El objetivo principal de la Batalla del Ebro era doble: por un lado, desviar la atención de las tropas franquistas que avanzaban sobre Valencia y el Levante, aliviando la presión sobre este frente vital para la República; por otro, intentar reconectar las dos zonas republicanas que habían quedado aisladas tras la ofensiva franquista en Aragón. Se esperaba que, al cruzar el río Ebro y avanzar hacia el sur, las fuerzas republicanas pudieran alterar las comunicaciones del enemigo y unirse con el Ejército de Levante, aunque esta última posibilidad era remota y sumamente ambiciosa.
¿Qué significado tuvo el Ejército del Ebro para la República?
El Ejército del Ebro representó el último gran esfuerzo y la resistencia más tenaz de la República Española.
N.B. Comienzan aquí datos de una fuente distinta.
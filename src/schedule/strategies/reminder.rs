//! Periodic reminders at a fixed local clock time.

use chrono::{DateTime, TimeZone, Utc};

use crate::{
    schedule::{
        AlertKind, CategoryStrategy, DayContext, ScheduleError,
        ids::IdBand,
        strategy::{AlertTarget, SoundSource},
    },
    sounds::SoundType,
    utils::parse_clock_time,
};

/// Reminders whose recurrence matches the day being built.
///
/// They do not depend on the prayer times, so a provider failure for the day
/// leaves them untouched.
pub struct ReminderStrategy;

impl CategoryStrategy for ReminderStrategy {
    fn category(&self) -> &'static str {
        "reminder"
    }

    fn targets(&self, ctx: &DayContext) -> Vec<AlertTarget> {
        ctx.settings
            .iter()
            .filter(|setting| setting.enabled)
            .filter(|setting| {
                setting
                    .recurrence
                    .as_ref()
                    .is_some_and(|recurrence| recurrence.matches(ctx.date))
            })
            .map(|setting| AlertTarget {
                key: setting.id.clone(),
                band: IdBand::Reminder,
                kind: AlertKind::Reminder,
                name: setting.id.clone(),
                title: setting.name_label.clone(),
                body: format!("Reminder: {}", setting.name_label),
                sound: SoundSource::Setting {
                    setting_id: setting.id.clone(),
                    sound_type: SoundType::Main,
                },
                anchor: None,
                offset_minutes: 0,
                option: setting.selected_alert_time().map(|time| time.id.clone()),
            })
            .collect()
    }

    /// Converts the local clock time of the day to UTC.
    ///
    /// A time skipped by a DST transition is an error, a repeated one maps to
    /// its earlier instant.
    fn compute_candidate(
        &self,
        target: &AlertTarget,
        ctx: &DayContext,
    ) -> Result<Option<DateTime<Utc>>, ScheduleError> {
        let Some(option) = target.option.as_deref() else {
            return Ok(None);
        };
        let time = parse_clock_time(option).ok_or_else(|| ScheduleError::InvalidOption {
            setting: target.name.clone(),
            option: option.to_string(),
        })?;

        let local = ctx.date.and_time(time);
        let instant = ctx
            .timezone
            .from_local_datetime(&local)
            .earliest()
            .ok_or(ScheduleError::NonexistentLocalTime(local))?;

        Ok(Some(instant.with_timezone(&Utc)))
    }
}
En un momento en que la moral estaba baja y la derrota parecía inminente, la ofensiva del Ebro demostró la capacidad de organización y el espíritu combativo que aún quedaba en las filas republicanas. Aunque finalmente no logró cambiar el curso de la guerra y sufrió enormes bajas, se convirtió en un símbolo de la voluntad de luchar hasta el final, de la capacidad de sacrificio y del heroísmo de miles de soldados republicanos que, a pesar de la inferioridad material, se enfrentaron a un enemigo superior. Su gesta, aunque trágica, se inscribió en la memoria colectiva como un acto de desafío y dignidad.
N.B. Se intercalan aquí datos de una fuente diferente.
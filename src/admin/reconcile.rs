//! Local list updates after a successful mutation. Each function is a pure
//! projection of (old list, server result) to the new list; panels never
//! re-fetch after a mutation.

use crate::models::Identified;

/// Created entity goes first
pub fn insert_front<T: Clone>(items: &[T], created: T) -> Vec<T> {
    std::iter::once(created)
        .chain(items.iter().cloned())
        .collect()
}

/// Created entity goes last
pub fn append<T: Clone>(items: &[T], created: T) -> Vec<T> {
    items.iter().cloned().chain(std::iter::once(created)).collect()
}

/// Swap in the server's version of every entry with the same id
pub fn replace_by_id<T: Identified + Clone>(items: &[T], updated: T) -> Vec<T> {
    items
        .iter()
        .map(|item| {
            if item.id() == updated.id() {
                updated.clone()
            } else {
                item.clone()
            }
        })
        .collect()
}

pub fn remove_by_id<T: Identified + Clone>(items: &[T], id: u64) -> Vec<T> {
    items.iter().filter(|item| item.id() != id).cloned().collect()
}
¿Cuántos efectivos participaron en los combates del Ejército del Ebro?
La información proporcionada no especifica el número exacto de efectivos que participaron en los combates del Ejército del Ebro. La complejidad de las operaciones militares y las constantes bajas y reemplazos hacen difícil determinar una cifra precisa que abarque todo el periodo de la batalla. Lo que sí se sabe es que fue una de las concentraciones de tropas republicanas más grandes de la guerra, organizada en varios Cuerpos de Ejército.
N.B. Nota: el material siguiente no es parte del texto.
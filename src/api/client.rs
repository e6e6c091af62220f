use std::sync::Arc;

use serde::de::DeserializeOwned;
use serde::Deserialize;
use serde_json::{json, Value};
use tracing::{debug, info, warn};
use url::Url;

use super::transport::{ApiRequest, Body, FormPart, Method, RawResponse, Transport};
use crate::error::{ApiError, Result};
use crate::filters::FilterCriteria;
use crate::models::{Category, ContactInfo, Page, Property, RefreshedTokens, TokenPair};
use crate::session::store::{TokenStore, ACCESS_TOKEN_KEY};

/// Whether a read may be served from an HTTP cache
#[derive(Debug, Clone, Copy, PartialEq, Eq, Default)]
pub enum FetchMode {
    #[default]
    Default,
    NoStore,
}

/// Client for the listings REST API.
///
/// Cheap to clone; clones share the transport and the token store.
#[derive(Clone)]
pub struct ApiClient {
    base_url: String,
    transport: Arc<dyn Transport>,
    tokens: Arc<dyn TokenStore>,
}

impl ApiClient {
    pub fn new(
        base_url: impl Into<String>,
        transport: Arc<dyn Transport>,
        tokens: Arc<dyn TokenStore>,
    ) -> Self {
        Self {
            base_url: base_url.into().trim_end_matches('/').to_string(),
            transport,
            tokens,
        }
    }

    pub fn base_url(&self) -> &str {
        &self.base_url
    }

    fn url(&self, path: &str, query: &[(&str, String)]) -> Result<String> {
        let mut url = Url::parse(&format!("{}{}", self.base_url, path))?;
        if !query.is_empty() {
            url.query_pairs_mut().extend_pairs(query);
        }
        Ok(url.to_string())
    }

    /// `Bearer <access>` when a token is stored; the header is omitted otherwise
    fn auth_header(&self) -> Option<(String, String)> {
        self.tokens
            .get(ACCESS_TOKEN_KEY)
            .map(|token| ("Authorization".to_string(), format!("Bearer {token}")))
    }

    fn request(&self, method: Method, url: String, body: Body, mode: FetchMode) -> ApiRequest {
        let mut headers: Vec<(String, String)> = self.auth_header().into_iter().collect();

        // Multipart bodies get their content type (and boundary) from the transport
        if !matches!(body, Body::Multipart(_)) {
            headers.push(("Content-Type".to_string(), "application/json".to_string()));
        }

        ApiRequest {
            method,
            url,
            headers,
            body,
            no_store: mode == FetchMode::NoStore,
        }
    }

    /// Send a request and apply the response contract
    pub async fn execute(&self, request: ApiRequest) -> Result<Option<Value>> {
        let method = request.method;
        let url = request.url.clone();

        let response = self.transport.send(request).await?;
        let result = handle_response(response);

        match &result {
            Ok(_) => debug!("{} {} ok", method.as_str(), url),
            Err(e) => warn!("{} {} failed: {}", method.as_str(), url, e),
        }
        result
    }

    async fn fetch<T: DeserializeOwned>(&self, request: ApiRequest) -> Result<T> {
        let value = self
            .execute(request)
            .await?
            .ok_or_else(|| ApiError::Decode("expected a JSON body".to_string()))?;
        Ok(serde_json::from_value(value)?)
    }

    async fn get<T: DeserializeOwned>(
        &self,
        path: &str,
        query: &[(&str, String)],
        mode: FetchMode,
    ) -> Result<T> {
        let url = self.url(path, query)?;
        self.fetch(self.request(Method::Get, url, Body::Empty, mode))
            .await
    }

    async fn send_json<T: DeserializeOwned>(
        &self,
        method: Method,
        path: &str,
        payload: Value,
    ) -> Result<T> {
        let url = self.url(path, &[])?;
        self.fetch(self.request(method, url, Body::Json(payload), FetchMode::Default))
            .await
    }

    async fn delete(&self, path: &str) -> Result<()> {
        let url = self.url(path, &[])?;
        self.execute(self.request(Method::Delete, url, Body::Empty, FetchMode::Default))
            .await?;
        Ok(())
    }

    // ----- Authentication -----

    pub async fn login(&self, username: &str, password: &str) -> Result<TokenPair> {
        let url = self.url("/admin/login/", &[])?;
        let request = ApiRequest {
            method: Method::Post,
            url,
            headers: vec![("Content-Type".to_string(), "application/json".to_string())],
            body: Body::Json(json!({ "username": username, "password": password })),
            no_store: true,
        };
        self.fetch(request).await
    }

    pub async fn refresh_token(&self, refresh: &str) -> Result<RefreshedTokens> {
        let url = self.url("/admin/token/refresh/", &[])?;
        let request = ApiRequest {
            method: Method::Post,
            url,
            headers: vec![("Content-Type".to_string(), "application/json".to_string())],
            body: Body::Json(json!({ "refresh": refresh })),
            no_store: true,
        };
        self.fetch(request).await
    }

    // ----- Properties -----

    pub async fn get_properties(
        &self,
        criteria: &FilterCriteria,
        mode: FetchMode,
    ) -> Result<Page<Property>> {
        self.get("/properties/", &criteria.query_pairs(), mode).await
    }

    pub async fn get_property(&self, slug: &str, mode: FetchMode) -> Result<Property> {
        self.get(&format!("/properties/{slug}/"), &[], mode).await
    }

    pub async fn create_property(&self, form: Vec<FormPart>) -> Result<Property> {
        let url = self.url("/properties/", &[])?;
        self.fetch(self.request(Method::Post, url, Body::Multipart(form), FetchMode::Default))
            .await
    }

    pub async fn update_property(&self, slug: &str, form: Vec<FormPart>) -> Result<Property> {
        let url = self.url(&format!("/properties/{slug}/"), &[])?;
        self.fetch(self.request(Method::Put, url, Body::Multipart(form), FetchMode::Default))
            .await
    }

    /// Delete by id. The delete route is slug-keyed, so the slug is looked up first.
    pub async fn delete_property(&self, id: u64) -> Result<()> {
        let slug = self
            .lookup_slug::<Property>("/properties/", id, "Property", |p| p.slug)
            .await?;

        info!("Deleting property {} ({})", id, slug);
        self.delete(&format!("/properties/{slug}/")).await
    }

    // ----- Categories -----

    pub async fn get_categories(&self, mode: FetchMode) -> Result<Page<Category>> {
        self.get("/categories/", &[], mode).await
    }

    pub async fn get_category(&self, slug: &str, mode: FetchMode) -> Result<Category> {
        self.get(&format!("/categories/{slug}/"), &[], mode).await
    }

    pub async fn create_category(&self, name: &str) -> Result<Category> {
        self.send_json(Method::Post, "/categories/", json!({ "name": name }))
            .await
    }

    pub async fn update_category(&self, slug: &str, name: &str) -> Result<Category> {
        self.send_json(
            Method::Put,
            &format!("/categories/{slug}/"),
            json!({ "name": name }),
        )
        .await
    }

    /// Delete by id, refusing while any property still references the category
    pub async fn delete_category(&self, id: u64) -> Result<()> {
        let slug = self
            .lookup_slug::<Category>("/categories/", id, "Category", |c| c.slug)
            .await?;

        let dependents: Page<Property> = self
            .get("/properties/", &[("category", id.to_string())], FetchMode::NoStore)
            .await?;

        if !dependents.results.is_empty() {
            return Err(ApiError::Integrity(format!(
                "Cannot delete category that has properties ({} found). Please delete or reassign the properties first.",
                dependents.count.max(dependents.results.len() as u64)
            )));
        }

        info!("Deleting category {} ({})", id, slug);
        self.delete(&format!("/categories/{slug}/")).await
    }

    // ----- Contact info -----

    /// The site's contact record. Accepts a bare object or a one-row list.
    pub async fn get_contact_info(&self, mode: FetchMode) -> Result<ContactInfo> {
        #[derive(Deserialize)]
        #[serde(untagged)]
        enum Payload {
            Single(ContactInfo),
            Listed(Page<ContactInfo>),
        }

        match self.get::<Payload>("/contact-info/", &[], mode).await? {
            Payload::Single(info) => Ok(info),
            Payload::Listed(page) => page
                .results
                .into_iter()
                .next()
                .ok_or_else(|| ApiError::NotFound("Contact info".to_string())),
        }
    }

    pub async fn get_contact_info_by_id(&self, id: u64, mode: FetchMode) -> Result<ContactInfo> {
        self.get(&format!("/contact-info/{id}/"), &[], mode).await
    }

    pub async fn update_contact_info(&self, id: u64, payload: Value) -> Result<ContactInfo> {
        self.send_json(Method::Put, &format!("/contact-info/{id}/"), payload)
            .await
    }

    async fn lookup_slug<T: DeserializeOwned>(
        &self,
        path: &str,
        id: u64,
        what: &str,
        slug_of: impl Fn(T) -> String,
    ) -> Result<String> {
        let page: Page<T> = self
            .get(path, &[("id", id.to_string())], FetchMode::NoStore)
            .await?;

        page.results
            .into_iter()
            .next()
            .map(slug_of)
            .ok_or_else(|| ApiError::NotFound(what.to_string()))
    }
}

/// Turn a raw response into `Some(json)`, `None` (no JSON body) or an error
pub fn handle_response(response: RawResponse) -> Result<Option<Value>> {
    if !response.is_success() {
        return Err(match serde_json::from_slice::<Value>(&response.body) {
            Ok(body) => ApiError::Api {
                status: response.status,
                body,
            },
            Err(_) => ApiError::Status {
                status: response.status,
                status_text: response.status_text,
            },
        });
    }

    let is_json = response
        .content_type
        .as_deref()
        .is_some_and(|ct| ct.contains("application/json"));

    if !is_json || response.body.is_empty() {
        return Ok(None);
    }

    Ok(Some(serde_json::from_slice(&response.body)?))
}
use std::fmt;

use tracing::debug;
use url::form_urlencoded;

/// Sort orders offered in the filter bar. Anything else the location
/// carries is forwarded to the listing endpoint untouched.
#[derive(Debug, Clone, PartialEq, Eq)]
pub enum SortOrder {
    PriceAsc,
    PriceDesc,
    Newest,
    Oldest,
    Other(String),
}

impl SortOrder {
    pub fn as_param(&self) -> &str {
        match self {
            SortOrder::PriceAsc => "price",
            SortOrder::PriceDesc => "-price",
            SortOrder::Newest => "-created_at",
            SortOrder::Oldest => "created_at",
            SortOrder::Other(param) => param,
        }
    }

    /// `None` for "default" and the empty string
    pub fn from_param(value: &str) -> Option<Self> {
        match value {
            "" | "default" => None,
            "price" => Some(SortOrder::PriceAsc),
            "-price" => Some(SortOrder::PriceDesc),
            "-created_at" => Some(SortOrder::Newest),
            "created_at" => Some(SortOrder::Oldest),
            other => Some(SortOrder::Other(other.to_string())),
        }
    }

    pub fn label(&self) -> &str {
        match self {
            SortOrder::PriceAsc => "Price (Low to High)",
            SortOrder::PriceDesc => "Price (High to Low)",
            SortOrder::Newest => "Newest First",
            SortOrder::Oldest => "Oldest First",
            SortOrder::Other(param) => param,
        }
    }
}

/// Search criteria for the property listing. `None` means "no constraint";
/// empty strings and zero numbers are never stored. Prices keep the decimal
/// text they were given.
#[derive(Debug, Clone, Default, PartialEq, Eq)]
pub struct FilterCriteria {
    pub search: Option<String>,
    pub category: Option<u64>,
    pub min_price: Option<String>,
    pub max_price: Option<String>,
    pub city: Option<String>,
    pub state: Option<String>,
    pub country: Option<String>,
    pub ordering: Option<SortOrder>,
    pub page: Option<u32>,
}

impl FilterCriteria {
    /// Parse a query string, with or without the leading `?`
    pub fn from_query(query: &str) -> Self {
        let query = query.strip_prefix('?').unwrap_or(query);
        Self::from_pairs(form_urlencoded::parse(query.as_bytes()))
    }

    pub fn from_pairs<I, K, V>(pairs: I) -> Self
    where
        I: IntoIterator<Item = (K, V)>,
        K: AsRef<str>,
        V: AsRef<str>,
    {
        let mut criteria = Self::default();
        for (key, value) in pairs {
            if !criteria.set_field(key.as_ref(), value.as_ref()) {
                debug!("Ignoring unknown filter parameter {}", key.as_ref());
            }
        }
        criteria
    }

    /// Set one field from its query-parameter name. Falsy values clear the
    /// field. Returns false for unknown names.
    pub fn set_field(&mut self, name: &str, value: &str) -> bool {
        match name {
            "search" => self.search = text(value),
            "category" => self.category = if value == "all" { None } else { number(name, value) },
            "min_price" => self.min_price = price(name, value),
            "max_price" => self.max_price = price(name, value),
            "city" => self.city = text(value),
            "state" => self.state = text(value),
            "country" => self.country = text(value),
            "ordering" => self.ordering = SortOrder::from_param(value),
            "page" => self.page = number(name, value),
            _ => return false,
        }
        true
    }

    /// Present fields as `(parameter, value)`, in a fixed order
    pub fn query_pairs(&self) -> Vec<(&'static str, String)> {
        let mut pairs = Vec::new();

        if let Some(search) = &self.search {
            pairs.push(("search", search.clone()));
        }
        if let Some(category) = self.category {
            pairs.push(("category", category.to_string()));
        }
        if let Some(min) = &self.min_price {
            pairs.push(("min_price", min.clone()));
        }
        if let Some(max) = &self.max_price {
            pairs.push(("max_price", max.clone()));
        }
        if let Some(city) = &self.city {
            pairs.push(("city", city.clone()));
        }
        if let Some(state) = &self.state {
            pairs.push(("state", state.clone()));
        }
        if let Some(country) = &self.country {
            pairs.push(("country", country.clone()));
        }
        if let Some(ordering) = &self.ordering {
            pairs.push(("ordering", ordering.as_param().to_string()));
        }
        if let Some(page) = self.page {
            pairs.push(("page", page.to_string()));
        }

        pairs
    }

    /// Encoded query string without the leading `?`; empty when nothing is set
    pub fn to_query(&self) -> String {
        form_urlencoded::Serializer::new(String::new())
            .extend_pairs(self.query_pairs())
            .finish()
    }

    pub fn is_empty(&self) -> bool {
        self.query_pairs().is_empty()
    }

    /// The page this criteria points at, 1-based
    pub fn current_page(&self) -> u32 {
        self.page.unwrap_or(1)
    }

    pub fn without_page(&self) -> Self {
        Self {
            page: None,
            ..self.clone()
        }
    }

    /// Slider bounds; zero leaves that end open
    pub fn set_price_range(&mut self, min: u64, max: u64) {
        self.min_price = (min > 0).then(|| min.to_string());
        self.max_price = (max > 0).then(|| max.to_string());
    }
}

impl fmt::Display for FilterCriteria {
    fn fmt(&self, f: &mut fmt::Formatter<'_>) -> fmt::Result {
        if self.is_empty() {
            write!(f, "no filters")
        } else {
            write!(f, "{}", self.to_query())
        }
    }
}

fn text(value: &str) -> Option<String> {
    (!value.is_empty()).then(|| value.to_string())
}

/// A positive decimal, kept as written
fn price(name: &str, value: &str) -> Option<String> {
    let value = value.trim();
    match value.parse::<f64>() {
        Ok(n) if n.is_finite() && n > 0.0 => Some(value.to_string()),
        Ok(_) => None,
        Err(_) => {
            if !value.is_empty() {
                debug!("Ignoring non-numeric {} value {:?}", name, value);
            }
            None
        }
    }
}

fn number<T>(name: &str, value: &str) -> Option<T>
where
    T: std::str::FromStr + Default + PartialEq,
{
    if value.is_empty() {
        return None;
    }
    match value.parse::<T>() {
        Ok(n) if n != T::default() => Some(n),
        Ok(_) => None,
        Err(_) => {
            debug!("Ignoring non-numeric {} value {:?}", name, value);
            None
        }
    }
}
¿Cuántas estrofas tiene la canción "El Ejército del Ebro"?
La información disponible no detalla el número específico de estrofas de la canción "El Ejército del Ebro" o sus variantes como "El Paso del Ebro" o "¡Ay, Manuela!". La canción es conocida por su letra que narra la resistencia y el valor, y ha sido interpretada en diversas versiones, lo que podría implicar variaciones en su estructura estrófica.
Conclusión
El Ejército del Ebro y la batalla que libró en sus orillas son mucho más que un capítulo militar de la Guerra Civil Española; son un testimonio del coraje humano frente a la adversidad más extrema. Aunque la balanza de la guerra ya estaba inclinada, la ofensiva del Ebro demostró la inquebrantable voluntad de miles de hombres y mujeres de luchar por sus ideales hasta el último aliento. Liderados por figuras como Juan Modesto, estos soldados, a pesar de la derrota final, forjaron un legado de resistencia y sacrificio que perdura en la memoria colectiva, inspirando canciones y relatos que honran su espíritu indomable. La Batalla del Ebro, con su mezcla de heroísmo y tragedia, sigue siendo un recordatorio poderoso de la capacidad humana para la perseverancia, incluso cuando la esperanza parece desvanecerse.
Si quieres conocer otros artículos parecidos a El Ejército del Ebro: Último Símbolo de Resistencia puedes visitar la categoría Entrenamiento.